Plus de 200 scientifiques ont demandé dans une lettre ouverte que le «potentiel de transmission aérienne» du COVID-19 soit reconnu et que des mesures préventives soient adoptées pour atténuer cette voie de transmission du coronavirus.

La demande est faite dans un article intitulé "Il est temps de s'attaquer à la transmission aérienne du COVID-19", dont l'auteur principal est Lidia Morawska du Laboratoire international de la qualité de l'air et de la santé de l'Université de technologie du Queensland (USA). Le texte, approuvé par 239 scientifiques, a été accepté pour publication dans la revue Clinical Infectious Diseases.

Jusqu'à présent, l'Organisation mondiale de la santé (OMS) a reconnu comme principale voie de transmission du SRAS-Cov-2 les gouttelettes qu'une personne expulse lorsqu'elle parle, tousse ou éternue et qui atteint une autre, d'où la nécessité de sauver un distance de sécurité jusqu'à deux mètres.

Environnements intérieurs ou fermés

Cependant, des études menées par les signataires et d'autres scientifiques ont montré "au-delà de tout doute raisonnable" que les virus sont libérés lors de l'expiration, de la parole et de la toux en gouttelettes suffisamment petites pour rester en suspension dans l'air et présenter un risque. exposition à des distances supérieures à un ou deux mètres d'un individu infecté ".

homme de jugulaire

Ce problème - disent-ils - est "particulièrement grave" dans les environnements intérieurs ou fermés, en particulier "ceux qui sont encombrés et ont une ventilation inadéquate" par rapport au nombre d'occupants et aux périodes d'exposition prolongées.

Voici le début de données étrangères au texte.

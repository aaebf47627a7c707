//! Plain-text rendering of view models. Pure functions returning `String`
//! so the output can be asserted on.

use std::fmt::Write;

use pollview_core::{
    AdminDashboard, ConnectionState, LiveResultView, PollDefinition, PollResultSnapshot,
    PollResultsView, QuestionView, ResultDisplay,
};

const BAR_WIDTH: usize = 30;

pub fn render_live(view: &LiveResultView, updated_at: Option<&str>) -> String {
    let mut out = String::new();
    let code = view.poll_code.as_deref().unwrap_or("-");
    let connection = match view.connection {
        ConnectionState::Connected => view.live_label(),
        ConnectionState::Connecting => "CONNECTING",
        ConnectionState::Disconnected => view.live_label(),
    };
    let _ = write!(out, "[{connection}] {code}");
    if let Some(at) = updated_at {
        let _ = write!(out, "  updated {at}");
    }
    out.push('\n');
    if let Some(reason) = &view.channel_error {
        let _ = writeln!(out, "Live updates unavailable: {reason}");
    }
    out.push('\n');

    match &view.display {
        ResultDisplay::Idle => out.push_str("No poll selected.\n"),
        ResultDisplay::Loading => out.push_str("Loading results...\n"),
        ResultDisplay::Unavailable => out.push_str("Results are not available for this poll.\n"),
        ResultDisplay::Ready(results) => {
            out.push_str(&render_results(results));
            out.push('\n');
            out.push_str(&navigation_hint(results));
        }
    }
    out
}

pub fn render_results(view: &PollResultsView) -> String {
    let mut out = String::new();
    let _ = writeln!(out, "{}", view.title);
    let _ = writeln!(out, "Total responses: {}", view.total_responses);
    if view.question_count == 0 {
        out.push_str("\nThis poll has no questions.\n");
        return out;
    }
    let _ = writeln!(
        out,
        "\nQuestion {} of {}",
        view.question_index + 1,
        view.question_count
    );
    if let Some(question) = &view.question {
        out.push_str(&render_question(question));
    }
    out
}

/// Every question of a snapshot, for one-shot output.
pub fn render_snapshot(snapshot: &PollResultSnapshot) -> String {
    let mut out = String::new();
    let _ = writeln!(out, "{}", snapshot.title);
    let _ = writeln!(out, "Total responses: {}", snapshot.total_responses);
    for (index, question) in snapshot.question_results.iter().enumerate() {
        let _ = writeln!(out, "\nQuestion {} of {}", index + 1, snapshot.question_count());
        out.push_str(&render_question(&QuestionView::from_result(question)));
    }
    out
}

fn render_question(question: &QuestionView) -> String {
    let mut out = String::new();
    let _ = writeln!(out, "{}", question.text);
    let width = question
        .answers
        .iter()
        .map(|a| a.text.chars().count())
        .max()
        .unwrap_or(0);
    for answer in &question.answers {
        let _ = writeln!(
            out,
            "  {:<width$}  {:<bar_width$}  {:>4}  {:>5.1}%",
            answer.text,
            bar(answer.bar_fraction),
            answer.response_count,
            answer.percentage,
            bar_width = BAR_WIDTH,
        );
    }
    out
}

fn navigation_hint(view: &PollResultsView) -> String {
    let mut keys = Vec::new();
    if view.can_go_back {
        keys.push("p: previous");
    }
    if view.can_go_forward {
        keys.push("n: next");
    }
    if view.question_count > 1 {
        keys.push("1-9: jump");
    }
    keys.push("q: quit");
    keys.join("  ")
}

fn bar(fraction: f64) -> String {
    let filled = (fraction.clamp(0.0, 1.0) * BAR_WIDTH as f64).round() as usize;
    "#".repeat(filled)
}

pub fn render_poll(poll: &PollDefinition) -> String {
    let mut out = String::new();
    let _ = writeln!(out, "{} ({})", poll.title, poll.poll_code);
    if let Some(status) = poll.status() {
        let _ = writeln!(out, "Status: {status}");
    }
    let demographics: Vec<_> = poll.demographics().iter().map(|d| d.as_str()).collect();
    if !demographics.is_empty() {
        let _ = writeln!(out, "Asks for: {}", demographics.join(", "));
    }
    for (q_index, question) in poll.ordered_questions().into_iter().enumerate() {
        let _ = writeln!(out, "\n{}. {}", q_index + 1, question.text);
        for (a_index, answer) in question.ordered_answers().into_iter().enumerate() {
            let _ = writeln!(out, "   {}) {}", a_index + 1, answer.text);
        }
    }
    out
}

pub fn render_dashboard(username: &str, dashboard: &AdminDashboard) -> String {
    let mut out = String::new();
    let _ = writeln!(out, "Dashboard for {username}");
    let _ = writeln!(
        out,
        "Polls: {}  Active: {}  Questions: {}",
        dashboard.total_polls, dashboard.active_polls, dashboard.total_questions
    );
    if !dashboard.recent_polls.is_empty() {
        out.push_str("\nRecent polls:\n");
        for poll in &dashboard.recent_polls {
            let status = poll
                .status()
                .map(|s| s.to_string())
                .unwrap_or_else(|| "?".to_string());
            let _ = writeln!(
                out,
                "  #{:<5} {:<12} {:<10} {:>5} responses  {}",
                poll.id, poll.poll_code, status, poll.total_responses, poll.title
            );
        }
    }
    out
}
use std::collections::BTreeSet;

use serde::{Deserialize, Serialize};

/// Every poll code issued by the backend starts with this prefix.
pub const POLL_CODE_PREFIX: &str = "poll";

#[derive(Debug, Clone, PartialEq, Eq, Serialize, Deserialize)]
pub struct AdminIdentity {
    pub id: u64,
    pub username: String,
}

#[derive(Debug, Clone, PartialEq, Eq, thiserror::Error)]
pub enum JoinError {
    #[error("Please enter a poll code.")]
    Empty,
    #[error("Invalid poll code. Poll codes must start with 'poll'.")]
    InvalidCode,
    #[error("You have already voted in this poll.")]
    AlreadyVoted,
}

/// Client-side state that outlives a single command: the signed-in admin and
/// the polls this client already answered.
///
/// Created on start (usually via [`ClientSession::restore`]), cleared by
/// [`ClientSession::sign_out`] for the admin part and [`ClientSession::reset`]
/// for everything. The vote list is advisory; the backend does not enforce it.
#[derive(Debug, Clone, PartialEq, Eq, Default)]
pub struct ClientSession {
    admin: Option<AdminIdentity>,
    voted_polls: BTreeSet<String>,
}

impl ClientSession {
    pub fn new() -> Self {
        Self::default()
    }

    pub fn restore(
        admin: Option<AdminIdentity>,
        voted_polls: impl IntoIterator<Item = String>,
    ) -> Self {
        Self {
            admin,
            voted_polls: voted_polls.into_iter().collect(),
        }
    }

    pub fn admin(&self) -> Option<&AdminIdentity> {
        self.admin.as_ref()
    }

    pub fn sign_in(&mut self, admin: AdminIdentity) {
        self.admin = Some(admin);
    }

    pub fn sign_out(&mut self) -> Option<AdminIdentity> {
        self.admin.take()
    }

    pub fn reset(&mut self) {
        self.admin = None;
        self.voted_polls.clear();
    }

    pub fn voted_polls(&self) -> impl Iterator<Item = &str> {
        self.voted_polls.iter().map(String::as_str)
    }

    pub fn has_voted(&self, poll_code: &str) -> bool {
        self.voted_polls.contains(poll_code)
    }

    /// Returns `false` when the code was already recorded.
    pub fn record_vote(&mut self, poll_code: &str) -> bool {
        self.voted_polls.insert(poll_code.to_string())
    }

    /// Checks a user-typed poll code before joining; returns the trimmed code.
    pub fn check_join(&self, raw: &str) -> Result<String, JoinError> {
        let code = raw.trim();
        if code.is_empty() {
            return Err(JoinError::Empty);
        }
        let has_prefix = code
            .get(..POLL_CODE_PREFIX.len())
            .is_some_and(|head| head.eq_ignore_ascii_case(POLL_CODE_PREFIX));
        if !has_prefix {
            return Err(JoinError::InvalidCode);
        }
        if self.has_voted(code) {
            return Err(JoinError::AlreadyVoted);
        }
        Ok(code.to_string())
    }
}
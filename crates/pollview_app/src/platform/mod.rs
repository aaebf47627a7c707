pub mod app;
mod commands;
mod effects;
pub mod logging;
mod persistence;
mod render;

use pollview_core::Demographics;

use crate::cli::Command;
use crate::config::AppConfig;
use commands::CommandContext;

pub fn run(command: Command, config: &AppConfig) -> anyhow::Result<()> {
    let context = || CommandContext::new(config);
    let output = match command {
        Command::Live { code } => return app::run_live(config, &code),
        Command::Results { code, all } => context()?.results(&code, all)?,
        Command::Join {
            code,
            answers,
            name,
            gender,
            age,
        } => context()?.join(&code, &answers, Demographics { name, gender, age })?,
        Command::Poll { code } => context()?.poll(&code)?,
        Command::Login { username, password } => context()?.login(&username, password)?,
        Command::Logout => context()?.logout()?,
        Command::Create { file } => context()?.create(&file)?,
        Command::Status { poll_id, status } => context()?.status(poll_id, status)?,
        Command::Delete { poll_id } => context()?.delete(poll_id)?,
        Command::Dashboard => context()?.dashboard()?,
        Command::Reset => context()?.reset()?,
    };

    if output.ends_with('\n') {
        print!("{output}");
    } else {
        println!("{output}");
    }
    Ok(())
}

"Nous appelons la communauté médicale et les institutions internationales et nationales compétentes à reconnaître le potentiel de transmission aérienne du COVID-19", indiquent les signataires et préconisent l'utilisation de mesures préventives.

Évitez la surpopulation

Ainsi, ils recommandent des mesures telles que fournir une ventilation suffisante et efficace - fournir de l'air extérieur propre ou minimiser la recirculation de l'air -, en particulier dans les bâtiments publics, les lieux de travail, les écoles, les hôpitaux et les maisons de retraite, et "éviter la surpopulation, en particulier dans les transports publics et dans les bâtiments publics."

Des actions «faciles» comme ouvrir simultanément les portes et les fenêtres peuvent augmenter considérablement le débit d'air dans de nombreux bâtiments », indique la lettre.

Tout en reconnaissant qu '"il n'y a toujours pas d'acceptation universelle de la transmission aérienne du SRAS-CoV2", ils soulignent qu' "il y a plus que suffisamment de preuves à l'appui pour que le principe de précaution s'applique".